A previous study identified one or more organisms in 68.3% of diarrhoeic dogs, of which 54.9% were single and 45.1% had co‐infections.1 Co‐infections have previously been reported to occur in 44% and 57.4% of diarrhoeic cats by faecal PCR.2, 3 One or more pathogens were identified in >90% of cats and dogs in this study; however, this difference may reflect colonisation rather than a causal pathogen and may better be termed co‐carriage of the organisms. C. perfringens was identified in 83.5 and 85.4% of cat and dog faeces, respectively, as both singular and dual organism presence. The high prevalence of C. perfringens in healthy animals is a major limitation of faecal PCR assays, particularly those assays such as the assay used here, that target the alpha‐toxin gene.
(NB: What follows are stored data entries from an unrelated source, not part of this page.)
use chrono::Utc;
use sqlx::PgPool;
use storage::{dto::goal::OverdueSweepResponse, models::Role, repository::GoalRepository};

use crate::error::{ApiResult, WebError};
use crate::middleware::auth::AuthUser;

/// Flip every active goal past its target date to overdue
pub async fn refresh_overdue(pool: &PgPool, user: &AuthUser) -> ApiResult<OverdueSweepResponse> {
    if user.0.role != Role::Admin {
        tracing::warn!(user_id = %user.user_id(), "Non-admin attempted overdue sweep");
        return Err(WebError::Forbidden);
    }

    let updated_goals = GoalRepository::new(pool)
        .mark_overdue(Utc::now().date_naive())
        .await?;

    tracing::info!(updated_goals, "Overdue sweep completed");

    Ok(OverdueSweepResponse { updated_goals })
}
The alpha‐toxin gene is of questionable virulence and is present in all C. perfringens strains. The pathogen that was detected as a co‐infection in 67.2% and 48% of cats and dogs, respectively, may represent a secondary or commensal carriage as the PCR is not specific for clostridial enteropathy. Combining C. perfringens enterotoxin detection by ELISA with PCR detection of enterotoxogenic strains is currently recommended to facilitate the diagnosis of C. perfringens‐associated diarrhoea.4
A study of feline shelters in California, USA identified the prevalence of Giardia spp. and Cryptosporidium spp. by faecal floatation, immunoassay and direct immunofluorescence as 9.8% and 4.7%, respectively, in diarrhoeic and non‐diarrhoeic cats.5 Faecal PCR in diarrhoeic cats has previously been reported to demonstrate Giardia spp. in 20.6%, and in a study of diarrhoeic dogs with faecal PCR, a prevalence of 13.5% was found.1, 2 Giardia spp. was detected in 6.2% and 11.1% of diarrhoeic dogs and cats, respectively, in this study. Cryptosporidium spp. was not detected in any sample. This may reflect an absence of infection, the effect of antigenic diversity on the performance of the assay or a lack of sensitivity to detect Cryptosporidium felis or Cryptosporidium canis that infects dogs and cats.6 The collection method of the faeces is unknown, and if a combined sample or increased sample numbers are assessed, the predictive value of the test increases, which has unknown impact on the results of this study.5, 7
Giardia spp. is considered a potential zoonotic pathogen and is therefore of public health interest. It was detected in 6.2% of cats, of which 13 of 18 with known ages were <1 year old, and 11.1% of dogs (5 weeks 5 days to 4 years 2 months, median 6 months). This is similar to a meta‐analysis of 15.2% and 12% in dogs and cats, respectively, and is less than a UK study that detected 20.6% prevalence through a faecal PCR.2, 8 While direct immunofluorescent coproscopy has been adopted as the gold standard for identifying faecal Giardia cysts, immunoassays have been developed to detect excreted Giardia antigen with generally poor positive predictive value, possibly in part due to variable faecal shedding.9 In people, comparison of microscopy, ELISA and real‐time PCR for the detection of Giardia intestinalis in faecal specimens has been assessed, with an RT‐PCR (79.8%) much more sensitive and beneficial for rapid and accurate diagnosis compared to ELISA (46.8%).10 Considering the zoonotic potential of this pathogen, further assessment of the faecal PCR compared to other techniques would seem prudent to determine if more rapid identification, and thus environmental control measures, could be performed.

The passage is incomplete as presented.